_TASK DETAILS_
Please transcribe the data that follows exactly, from its first line through the line that contains "plain paragraph break.".

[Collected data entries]
○ ○ ○ ○ ○ ○ ○

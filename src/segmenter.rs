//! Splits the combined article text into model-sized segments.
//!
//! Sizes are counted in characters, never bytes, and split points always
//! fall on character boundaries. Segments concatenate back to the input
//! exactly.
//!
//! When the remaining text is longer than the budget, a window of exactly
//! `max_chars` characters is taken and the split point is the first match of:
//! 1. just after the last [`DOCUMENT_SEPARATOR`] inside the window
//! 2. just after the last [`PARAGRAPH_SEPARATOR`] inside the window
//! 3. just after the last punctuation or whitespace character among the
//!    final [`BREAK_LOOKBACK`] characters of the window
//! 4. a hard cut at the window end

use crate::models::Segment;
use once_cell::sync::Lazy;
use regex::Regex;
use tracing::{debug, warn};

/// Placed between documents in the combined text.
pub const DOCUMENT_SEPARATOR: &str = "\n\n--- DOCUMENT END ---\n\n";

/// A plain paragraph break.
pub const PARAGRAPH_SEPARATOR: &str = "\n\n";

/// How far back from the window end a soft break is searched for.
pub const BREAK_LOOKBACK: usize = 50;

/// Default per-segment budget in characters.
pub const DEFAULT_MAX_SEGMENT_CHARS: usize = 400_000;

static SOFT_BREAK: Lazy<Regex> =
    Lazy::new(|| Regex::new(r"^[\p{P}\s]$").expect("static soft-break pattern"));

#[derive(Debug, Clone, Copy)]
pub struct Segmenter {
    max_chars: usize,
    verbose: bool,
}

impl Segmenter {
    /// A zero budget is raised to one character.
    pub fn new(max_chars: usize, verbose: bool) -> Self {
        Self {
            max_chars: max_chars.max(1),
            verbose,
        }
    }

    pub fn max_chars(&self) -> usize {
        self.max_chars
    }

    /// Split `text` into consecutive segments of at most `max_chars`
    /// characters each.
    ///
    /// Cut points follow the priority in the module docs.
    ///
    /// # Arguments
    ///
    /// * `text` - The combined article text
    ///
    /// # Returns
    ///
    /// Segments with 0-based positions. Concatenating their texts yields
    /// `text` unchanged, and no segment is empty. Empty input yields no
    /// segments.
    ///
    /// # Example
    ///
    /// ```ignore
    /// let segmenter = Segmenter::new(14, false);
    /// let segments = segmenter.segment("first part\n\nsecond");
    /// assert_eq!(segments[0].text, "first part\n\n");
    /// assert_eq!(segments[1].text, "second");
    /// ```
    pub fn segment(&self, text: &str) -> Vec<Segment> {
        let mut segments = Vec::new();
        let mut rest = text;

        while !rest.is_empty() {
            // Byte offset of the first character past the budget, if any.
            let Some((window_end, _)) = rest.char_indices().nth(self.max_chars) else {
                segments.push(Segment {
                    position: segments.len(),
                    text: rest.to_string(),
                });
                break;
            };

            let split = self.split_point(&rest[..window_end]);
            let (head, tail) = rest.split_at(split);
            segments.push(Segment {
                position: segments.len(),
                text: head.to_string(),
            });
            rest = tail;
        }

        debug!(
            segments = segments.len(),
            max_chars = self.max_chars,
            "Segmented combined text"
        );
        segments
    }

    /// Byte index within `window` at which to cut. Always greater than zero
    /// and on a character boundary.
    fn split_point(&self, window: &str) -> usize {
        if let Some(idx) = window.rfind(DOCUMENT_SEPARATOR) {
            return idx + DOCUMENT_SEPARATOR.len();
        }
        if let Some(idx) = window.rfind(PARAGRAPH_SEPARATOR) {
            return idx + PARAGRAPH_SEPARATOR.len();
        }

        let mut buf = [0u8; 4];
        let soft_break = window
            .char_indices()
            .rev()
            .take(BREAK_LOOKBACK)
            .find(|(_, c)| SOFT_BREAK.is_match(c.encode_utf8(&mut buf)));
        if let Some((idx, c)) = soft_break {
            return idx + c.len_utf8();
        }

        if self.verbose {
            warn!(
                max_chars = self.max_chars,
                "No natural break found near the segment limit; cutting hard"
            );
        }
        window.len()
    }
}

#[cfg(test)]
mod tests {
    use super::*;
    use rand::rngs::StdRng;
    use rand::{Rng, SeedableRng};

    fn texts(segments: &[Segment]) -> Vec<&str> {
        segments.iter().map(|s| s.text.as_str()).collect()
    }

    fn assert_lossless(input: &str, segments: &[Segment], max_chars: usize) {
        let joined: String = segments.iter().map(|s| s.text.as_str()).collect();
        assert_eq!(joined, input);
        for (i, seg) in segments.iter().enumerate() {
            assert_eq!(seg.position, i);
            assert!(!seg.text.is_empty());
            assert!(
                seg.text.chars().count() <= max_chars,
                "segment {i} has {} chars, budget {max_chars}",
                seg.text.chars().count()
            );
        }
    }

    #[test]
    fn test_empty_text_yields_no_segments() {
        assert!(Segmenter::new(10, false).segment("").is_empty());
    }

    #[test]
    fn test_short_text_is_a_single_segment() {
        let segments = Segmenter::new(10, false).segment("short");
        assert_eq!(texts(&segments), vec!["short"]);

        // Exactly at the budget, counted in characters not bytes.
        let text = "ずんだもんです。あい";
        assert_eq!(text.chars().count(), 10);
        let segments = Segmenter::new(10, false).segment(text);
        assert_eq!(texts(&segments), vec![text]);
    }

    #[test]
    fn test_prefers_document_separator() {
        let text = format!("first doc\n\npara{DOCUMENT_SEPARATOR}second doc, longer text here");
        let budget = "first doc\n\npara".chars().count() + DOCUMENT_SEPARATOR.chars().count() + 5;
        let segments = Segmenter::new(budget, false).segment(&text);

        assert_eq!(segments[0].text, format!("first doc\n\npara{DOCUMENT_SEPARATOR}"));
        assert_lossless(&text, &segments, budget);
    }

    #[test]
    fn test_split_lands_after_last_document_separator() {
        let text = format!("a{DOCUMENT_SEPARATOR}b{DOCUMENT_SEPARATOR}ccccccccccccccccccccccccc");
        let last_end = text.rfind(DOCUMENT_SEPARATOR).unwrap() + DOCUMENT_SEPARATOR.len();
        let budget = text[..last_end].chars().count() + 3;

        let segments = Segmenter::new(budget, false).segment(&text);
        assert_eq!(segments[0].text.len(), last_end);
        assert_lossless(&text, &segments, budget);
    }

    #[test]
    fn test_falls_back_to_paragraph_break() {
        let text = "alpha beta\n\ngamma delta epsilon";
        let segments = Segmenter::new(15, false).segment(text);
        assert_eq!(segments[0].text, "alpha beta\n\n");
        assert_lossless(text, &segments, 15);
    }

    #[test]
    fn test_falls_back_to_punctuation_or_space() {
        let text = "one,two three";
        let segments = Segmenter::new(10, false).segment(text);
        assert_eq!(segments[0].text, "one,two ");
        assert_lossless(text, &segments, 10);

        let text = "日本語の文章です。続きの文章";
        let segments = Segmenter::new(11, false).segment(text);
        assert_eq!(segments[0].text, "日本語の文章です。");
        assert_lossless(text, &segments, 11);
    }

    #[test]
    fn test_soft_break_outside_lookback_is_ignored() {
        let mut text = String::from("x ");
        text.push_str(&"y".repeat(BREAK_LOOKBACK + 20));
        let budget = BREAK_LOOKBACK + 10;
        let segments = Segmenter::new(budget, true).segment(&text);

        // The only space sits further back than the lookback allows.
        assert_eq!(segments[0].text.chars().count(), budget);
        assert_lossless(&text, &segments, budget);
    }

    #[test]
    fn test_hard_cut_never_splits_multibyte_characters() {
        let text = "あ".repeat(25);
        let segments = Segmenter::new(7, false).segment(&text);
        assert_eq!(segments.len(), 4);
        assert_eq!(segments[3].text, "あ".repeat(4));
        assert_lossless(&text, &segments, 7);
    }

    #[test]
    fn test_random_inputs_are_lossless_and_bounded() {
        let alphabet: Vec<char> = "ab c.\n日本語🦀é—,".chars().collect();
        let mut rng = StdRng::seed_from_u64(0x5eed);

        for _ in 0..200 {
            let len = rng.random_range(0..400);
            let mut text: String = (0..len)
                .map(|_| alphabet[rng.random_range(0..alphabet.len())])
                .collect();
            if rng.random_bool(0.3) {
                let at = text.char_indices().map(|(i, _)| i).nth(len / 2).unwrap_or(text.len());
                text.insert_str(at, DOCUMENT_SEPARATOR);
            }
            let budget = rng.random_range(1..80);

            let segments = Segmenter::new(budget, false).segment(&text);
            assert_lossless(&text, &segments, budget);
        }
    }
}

○ ○ ○ ○ ○ ○ ○

_REPLY TO THE EXERCISE_
filename src/segmenter.rs
//! Splits the combined article text into model-sized segments.
//!
//! Sizes are counted in characters, never bytes, and split points always
//! fall on character boundaries. Segments concatenate back to the input
//! exactly.
//!
//! When the remaining text is longer than the budget, a window of exactly
//! `max_chars` characters is taken and the split point is the first match of:
//! 1. just after the last [`DOCUMENT_SEPARATOR`] inside the window
//! 2. just after the last [`PARAGRAPH_SEPARATOR`] inside the window
//! 3. just after the last punctuation or whitespace character among the
//!    final [`BREAK_LOOKBACK`] characters of the window
//! 4. a hard cut at the window end

use crate::models::Segment;
use once_cell::sync::Lazy;
use regex::Regex;
use tracing::{debug, warn};

/// Placed between documents in the combined text.
pub const DOCUMENT_SEPARATOR: &str = "\n\n--- DOCUMENT END ---\n\n";

/// A plain paragraph break.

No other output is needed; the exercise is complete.